Saved entries:
■ ■ ■

// src/domain/mod.rs
//
// Domain Root
//
// Declares the domain modules and re-exports their public API.
// Other modules import from `crate::domain::*`.

pub mod entity;
pub mod pet;

// Entity base model
pub use entity::{
    DirtyTrackable, Entity, EntityState, FieldDescriptor, FieldKind, LifecycleAction,
    Serializable,
};

// Pet Domain
pub use pet::{ImageInput, Pet, PetPatch};
// src/main.rs
//
// PetHub command-line entry point. Every command prints its JSON envelope.

use std::path::PathBuf;
use std::sync::Arc;

use anyhow::Context;
use clap::{Parser, Subcommand};
use serde::Serialize;

use pethub::application::commands::*;
use pethub::application::{ApiResponse, AppState, ErrorResponse, ListPetsQuery};
use pethub::config::AppConfig;
use pethub::db::SqliteDocumentStore;

#[derive(Debug, Parser)]
#[command(name = "pethub")]
#[command(about = "PetHub - pet records over a local document store", long_about = None)]
struct Cli {
    /// Database file (overrides PETHUB_DATABASE_PATH)
    #[arg(long, global = true)]
    db: Option<PathBuf>,

    #[command(subcommand)]
    command: Commands,
}

#[derive(Debug, Subcommand)]
enum Commands {
    /// List pets, one page at a time
    List {
        #[arg(long)]
        limit: Option<usize>,
        #[arg(long, conflicts_with = "page")]
        skip: Option<usize>,
        /// 1-based page number (page size is --limit, default 10)
        #[arg(long)]
        page: Option<usize>,
        /// Cursor token from a previous page
        #[arg(long)]
        cursor: Option<String>,
    },
    /// Show one pet
    Get { id: String },
    /// Create a pet from a JSON object
    Create { json: String },
    /// Apply a partial JSON object to a pet
    Update { id: String, json: String },
    /// Delete a pet
    Delete { id: String },
    /// Show database size and document counts
    Stats,
}

fn print_result<T: Serialize>(result: Result<T, ErrorResponse>) -> anyhow::Result<bool> {
    let (value, ok) = match result {
        Ok(response) => (serde_json::to_value(response)?, true),
        Err(error) => (serde_json::to_value(error)?, false),
    };
    println!("{}", serde_json::to_string_pretty(&value)?);
    Ok(ok)
}

fn parse_json(raw: &str) -> anyhow::Result<serde_json::Value> {
    serde_json::from_str(raw).context("Request body is not valid JSON")
}

#[tokio::main]
async fn main() -> anyhow::Result<()> {
    env_logger::Builder::from_env(env_logger::Env::default().default_filter_or("warn")).init();

    let cli = Cli::parse();

    // 1. CONFIGURATION
    let mut config = AppConfig::from_env()?;
    if let Some(path) = cli.db {
        config.database_path = path;
    }

    // 2. INFRASTRUCTURE
    let store = SqliteDocumentStore::open(&config)
        .with_context(|| format!("Failed to open {}", config.database_path.display()))?;

    // 3. APPLICATION STATE
    let store = Arc::new(store);
    let state = AppState::new(store.clone());

    // 4. DISPATCH
    let ok = match cli.command {
        Commands::List {
            limit,
            skip,
            page,
            cursor,
        } => {
            let query = ListPetsQuery {
                limit,
                skip,
                page,
                cursor,
            };
            print_result(list_pets(&state, query).await)?
        }
        Commands::Get { id } => print_result(get_pet(&state, &id).await)?,
        Commands::Create { json } => print_result(create_pet(&state, parse_json(&json)?).await)?,
        Commands::Update { id, json } => {
            print_result(update_pet(&state, &id, parse_json(&json)?).await)?
        }
        Commands::Delete { id } => print_result(delete_pet(&state, &id).await)?,
        Commands::Stats => {
            let stats = store.stats().await?;
            print_result(Ok::<_, ErrorResponse>(ApiResponse::ok(stats)))?
        }
    };

    if !ok {
        std::process::exit(1);
    }
    Ok(())
}
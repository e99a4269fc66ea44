// src/repositories/mod.rs
//
// Repository layer
//
// CRITICAL RULES:
// - Repositories are DUMB data mappers
// - NO business logic
// - Validation is declared on the collection schema, not here
// - NO cross-repository calls

pub mod pet_repository;
pub mod repository;
pub mod store_repository;

pub use pet_repository::{pet_schema, PetRepository, PETS_COLLECTION};
pub use repository::{
    Direction, Page, PageCursor, Pagination, Repository, SearchOptions, DEFAULT_PAGE_SIZE,
};
pub use store_repository::{IdMode, StoreRepository};
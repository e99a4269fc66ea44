// src/domain/pet/entity.rs
use serde::{Deserialize, Serialize};
use serde_json::{Map, Number, Value};

use super::images::ImageInput;
use crate::domain::entity::{Entity, EntityState, FieldDescriptor, FieldKind};

/// Key the image list is also serialized under, for older readers
pub const LEGACY_IMAGE_KEY: &str = "image_url";
pub const IMAGES_KEY: &str = "images";

pub const PET_FIELDS: &[FieldDescriptor] = &[
    FieldDescriptor::new("name", FieldKind::Text),
    FieldDescriptor::new("owner_name", FieldKind::Text),
    FieldDescriptor::new("species", FieldKind::Text),
    FieldDescriptor::new("age", FieldKind::Number),
    FieldDescriptor::new("poddy_trained", FieldKind::Boolean),
    FieldDescriptor::new("diet", FieldKind::List),
    FieldDescriptor::new(IMAGES_KEY, FieldKind::List),
    FieldDescriptor::new("likes", FieldKind::List),
    FieldDescriptor::new("dislikes", FieldKind::List),
];

/// A pet record with its images, likes and dislikes.
///
/// Required fields (`name`, `owner_name`, `species`, at least one image) are
/// not checked here; the `pets` collection schema rejects them on write.
#[derive(Debug, Clone)]
pub struct Pet {
    state: EntityState,
    name: String,
    owner_name: String,
    species: String,
    age: Option<Number>,
    poddy_trained: Option<bool>,
    diet: Vec<String>,
    images: Vec<String>,
    likes: Vec<String>,
    dislikes: Vec<String>,
}

impl Pet {
    pub fn name(&self) -> &str {
        &self.name
    }

    pub fn owner_name(&self) -> &str {
        &self.owner_name
    }

    pub fn species(&self) -> &str {
        &self.species
    }

    pub fn age(&self) -> Option<f64> {
        self.age.as_ref().and_then(Number::as_f64)
    }

    pub fn poddy_trained(&self) -> Option<bool> {
        self.poddy_trained
    }

    pub fn diet(&self) -> &[String] {
        &self.diet
    }

    /// Encoded images, in display order
    pub fn images(&self) -> &[String] {
        &self.images
    }

    pub fn likes(&self) -> &[String] {
        &self.likes
    }

    pub fn dislikes(&self) -> &[String] {
        &self.dislikes
    }
}

impl Entity for Pet {
    const ENTITY_NAME: &'static str = "Pet";

    fn descriptors() -> &'static [FieldDescriptor] {
        PET_FIELDS
    }

    fn from_record(mut record: Map<String, Value>) -> Self {
        let state = EntityState::from_record(&mut record, Self::USE_TIMESTAMPS);
        let images = take_images(&mut record);

        let mut pet = Pet {
            state,
            name: String::new(),
            owner_name: String::new(),
            species: String::new(),
            age: None,
            poddy_trained: None,
            diet: Vec::new(),
            images,
            likes: Vec::new(),
            dislikes: Vec::new(),
        };

        for descriptor in PET_FIELDS.iter().filter(|d| d.name != IMAGES_KEY) {
            if let Some(value) = record.remove(descriptor.name) {
                pet.set_field(descriptor.name, value);
            }
        }

        pet.into_baseline()
    }

    fn state(&self) -> &EntityState {
        &self.state
    }

    fn state_mut(&mut self) -> &mut EntityState {
        &mut self.state
    }

    fn field(&self, name: &str) -> Value {
        match name {
            "name" => Value::String(self.name.clone()),
            "owner_name" => Value::String(self.owner_name.clone()),
            "species" => Value::String(self.species.clone()),
            "age" => self.age.clone().map(Value::Number).unwrap_or(Value::Null),
            "poddy_trained" => self.poddy_trained.map(Value::Bool).unwrap_or(Value::Null),
            "diet" => string_list_value(&self.diet),
            IMAGES_KEY => string_list_value(&self.images),
            "likes" => string_list_value(&self.likes),
            "dislikes" => string_list_value(&self.dislikes),
            _ => Value::Null,
        }
    }

    fn set_field(&mut self, name: &str, value: Value) {
        match name {
            "name" => self.name = text(&value),
            "owner_name" => self.owner_name = text(&value),
            "species" => self.species = text(&value),
            "age" => self.age = number(&value),
            "poddy_trained" => self.poddy_trained = boolean(&value),
            "diet" => self.diet = string_list(&value),
            IMAGES_KEY => {
                self.images = ImageInput::from_value(&value)
                    .map(ImageInput::into_images)
                    .unwrap_or_default()
            }
            "likes" => self.likes = string_list(&value),
            "dislikes" => self.dislikes = string_list(&value),
            _ => log::debug!("Pet has no field `{}`, ignoring", name),
        }
    }

    fn normalize_patch(patch: &mut Map<String, Value>) {
        let has_images = [IMAGES_KEY, LEGACY_IMAGE_KEY]
            .iter()
            .any(|key| patch.get(*key).is_some_and(|v| !v.is_null()));
        if has_images {
            let images = take_images(patch);
            patch.insert(IMAGES_KEY.to_string(), string_list_value(&images));
        } else {
            patch.remove(LEGACY_IMAGE_KEY);
        }

        for key in ["diet", "likes", "dislikes"] {
            if let Some(Value::String(single)) = patch.get(key) {
                let wrapped = Value::Array(vec![Value::String(single.clone())]);
                patch.insert(key.to_string(), wrapped);
            }
        }
    }

    fn extend_json(&self, json: &mut Map<String, Value>) {
        json.insert(LEGACY_IMAGE_KEY.to_string(), string_list_value(&self.images));
    }
}

/// `images` wins when it carries anything; otherwise the legacy `image_url`
fn take_images(record: &mut Map<String, Value>) -> Vec<String> {
    let read = |value: Option<Value>| {
        value
            .as_ref()
            .and_then(ImageInput::from_value)
            .map(ImageInput::into_images)
            .unwrap_or_default()
    };
    let current = read(record.remove(IMAGES_KEY));
    let legacy = read(record.remove(LEGACY_IMAGE_KEY));
    if current.is_empty() {
        legacy
    } else {
        current
    }
}

fn text(value: &Value) -> String {
    match value {
        Value::String(s) => s.clone(),
        Value::Number(n) => n.to_string(),
        Value::Bool(b) => b.to_string(),
        _ => String::new(),
    }
}

fn number(value: &Value) -> Option<Number> {
    match value {
        Value::Number(n) => Some(n.clone()),
        Value::String(s) => s.trim().parse::<f64>().ok().and_then(Number::from_f64),
        _ => None,
    }
}

fn boolean(value: &Value) -> Option<bool> {
    match value {
        Value::Bool(b) => Some(*b),
        Value::String(s) => s.parse().ok(),
        _ => None,
    }
}

fn string_list(value: &Value) -> Vec<String> {
    match value {
        Value::Array(items) => items
            .iter()
            .filter_map(|item| item.as_str().map(str::to_string))
            .collect(),
        Value::String(s) => vec![s.clone()],
        _ => Vec::new(),
    }
}

fn string_list_value(items: &[String]) -> Value {
    Value::Array(items.iter().cloned().map(Value::String).collect())
}

/// Typed partial update. Unset fields are left untouched.
#[derive(Debug, Clone, Default, PartialEq, Serialize, Deserialize)]
pub struct PetPatch {
    #[serde(default, skip_serializing_if = "Option::is_none")]
    pub name: Option<String>,
    #[serde(default, skip_serializing_if = "Option::is_none")]
    pub owner_name: Option<String>,
    #[serde(default, skip_serializing_if = "Option::is_none")]
    pub species: Option<String>,
    #[serde(default, skip_serializing_if = "Option::is_none")]
    pub age: Option<f64>,
    #[serde(default, skip_serializing_if = "Option::is_none")]
    pub poddy_trained: Option<bool>,
    #[serde(default, skip_serializing_if = "Option::is_none")]
    pub diet: Option<Vec<String>>,
    #[serde(default, skip_serializing_if = "Option::is_none", alias = "image_url")]
    pub images: Option<ImageInput>,
    #[serde(default, skip_serializing_if = "Option::is_none")]
    pub likes: Option<Vec<String>>,
    #[serde(default, skip_serializing_if = "Option::is_none")]
    pub dislikes: Option<Vec<String>>,
}

impl From<PetPatch> for Map<String, Value> {
    fn from(patch: PetPatch) -> Self {
        match serde_json::to_value(patch) {
            Ok(Value::Object(map)) => map,
            _ => Map::new(),
        }
    }
}

impl From<PetPatch> for Pet {
    fn from(patch: PetPatch) -> Self {
        Pet::from_record(patch.into())
    }
}

#[cfg(test)]
mod tests {
    use super::*;
    use crate::domain::entity::{DirtyTrackable, LifecycleAction, Serializable};
    use chrono::{Duration, Utc};
    use serde_json::json;

    fn rex() -> Pet {
        Pet::from_value(json!({
            "_id": "65f0c0ffee0000000000beef",
            "name": "Rex",
            "owner_name": "Ana",
            "species": "Dog",
            "age": 3,
            "image_url": ["data:image/png;base64,A"],
            "likes": ["balls"],
            "createdAt": "2024-01-01T00:00:00.000Z",
            "updatedAt": "2024-01-01T00:00:00.000Z",
            "__v": 0
        }))
    }

    #[test]
    fn test_legacy_image_string_is_normalized() {
        let pet = Pet::from_value(json!({ "name": "Rex", "image_url": "data:A" }));
        let json = pet.to_json();

        assert_eq!(pet.images(), ["data:A"]);
        assert_eq!(json["images"], json!(["data:A"]));
        assert_eq!(json["image_url"], json!(["data:A"]));
    }

    #[test]
    fn test_absent_images_default_to_empty_lists() {
        let json = Pet::from_value(json!({ "name": "Rex" })).to_json();

        assert_eq!(json["images"], json!([]));
        assert_eq!(json["image_url"], json!([]));
        assert_eq!(json["diet"], json!([]));
        assert_eq!(json["likes"], json!([]));
        assert_eq!(json["dislikes"], json!([]));
        assert_eq!(json["age"], Value::Null);
    }

    #[test]
    fn test_images_key_takes_precedence_over_legacy() {
        let pet = Pet::from_value(json!({ "images": ["new"], "image_url": "old" }));
        assert_eq!(pet.images(), ["new"]);

        let pet = Pet::from_value(json!({ "images": [], "image_url": "old" }));
        assert_eq!(pet.images(), ["old"]);
    }

    #[test]
    fn test_to_json_round_trip_is_idempotent() {
        let first = rex().to_json();
        let second = Pet::from_record(first.clone()).to_json();

        assert_eq!(first, second);
        assert_eq!(first["id"], json!("65f0c0ffee0000000000beef"));
        assert!(!first.contains_key("__v"));
        assert!(!first.contains_key("_id"));
        assert!(!first.contains_key("entityName"));
    }

    #[test]
    fn test_update_with_same_values_is_not_dirty() {
        let mut pet = rex();
        let before = pet.updated_at();

        let changed = pet.update(PetPatch {
            name: Some("Rex".to_string()),
            age: Some(3.0),
            images: Some(ImageInput::from("data:image/png;base64,A")),
            likes: Some(vec!["balls".to_string()]),
            ..Default::default()
        });

        assert!(!changed);
        assert!(!pet.is_dirty());
        assert_eq!(pet.updated_at(), before);
        assert_eq!(pet.last_action(), LifecycleAction::Updated);
    }

    #[test]
    fn test_update_with_changes_marks_dirty_and_touches() {
        let mut pet = rex();
        let before = pet.updated_at().unwrap();

        let changed = pet.update(PetPatch {
            name: Some("Rex2".to_string()),
            likes: Some(vec!["balls".to_string(), "naps".to_string()]),
            ..Default::default()
        });

        assert!(changed);
        assert!(pet.is_dirty());
        assert_eq!(pet.name(), "Rex2");
        assert!(pet.updated_at().unwrap() > before);
        assert!(pet.updated_at().unwrap() > Utc::now() - Duration::minutes(1));
        assert_eq!(pet.changed_fields(), vec!["name", "likes"]);
    }

    #[test]
    fn test_patch_accepts_legacy_image_key() {
        let mut pet = rex();
        let patch: Map<String, Value> = json!({ "image_url": "data:B" }).as_object().cloned().unwrap();

        assert!(pet.update(patch));
        assert_eq!(pet.images(), ["data:B"]);
        assert_eq!(pet.to_json()["image_url"], json!(["data:B"]));
    }

    #[test]
    fn test_patch_deserializes_from_request_body() {
        let patch: PetPatch =
            serde_json::from_value(json!({ "name": "Max", "image_url": "data:C" })).unwrap();
        assert_eq!(patch.images, Some(ImageInput::Single("data:C".to_string())));

        let map: Map<String, Value> = patch.into();
        assert_eq!(map.len(), 2);
        assert!(map.contains_key("images"));
    }

    #[tokio::test]
    async fn test_commit_clears_dirty_and_second_commit_is_noop() {
        let mut pet = rex();
        pet.update(PetPatch {
            species: Some("Wolf".to_string()),
            ..Default::default()
        });
        assert!(pet.is_dirty());

        pet.commit().await;
        assert!(!pet.is_dirty());
        assert!(pet.changed_fields().is_empty());
        let stamped = pet.updated_at();

        pet.commit().await;
        assert!(!pet.is_dirty());
        assert_eq!(pet.updated_at(), stamped);
    }

    #[test]
    fn test_mark_as_created_only_touches_bookkeeping() {
        let mut pet = rex();
        let before = pet.to_json();

        pet.mark_as_created();

        assert!(pet.is_dirty());
        assert_eq!(pet.last_action(), LifecycleAction::Created);
        assert_eq!(pet.to_json(), before);
    }

    #[test]
    fn test_malformed_input_never_fails() {
        let pet = Pet::from_value(json!({ "name": 7, "age": "abc", "poddy_trained": "yes", "likes": "naps" }));

        assert_eq!(pet.name(), "7");
        assert_eq!(pet.age(), None);
        assert_eq!(pet.poddy_trained(), None);
        assert_eq!(pet.likes(), ["naps"]);
        assert_eq!(pet.id(), "");

        let empty = Pet::from_value(Value::Null);
        assert_eq!(empty.species(), "");
    }
}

■ ■ ■

• What is being asked
Tally the lines of the records above that contain the word "AppConfig". Give only the total.

• Result for this task
2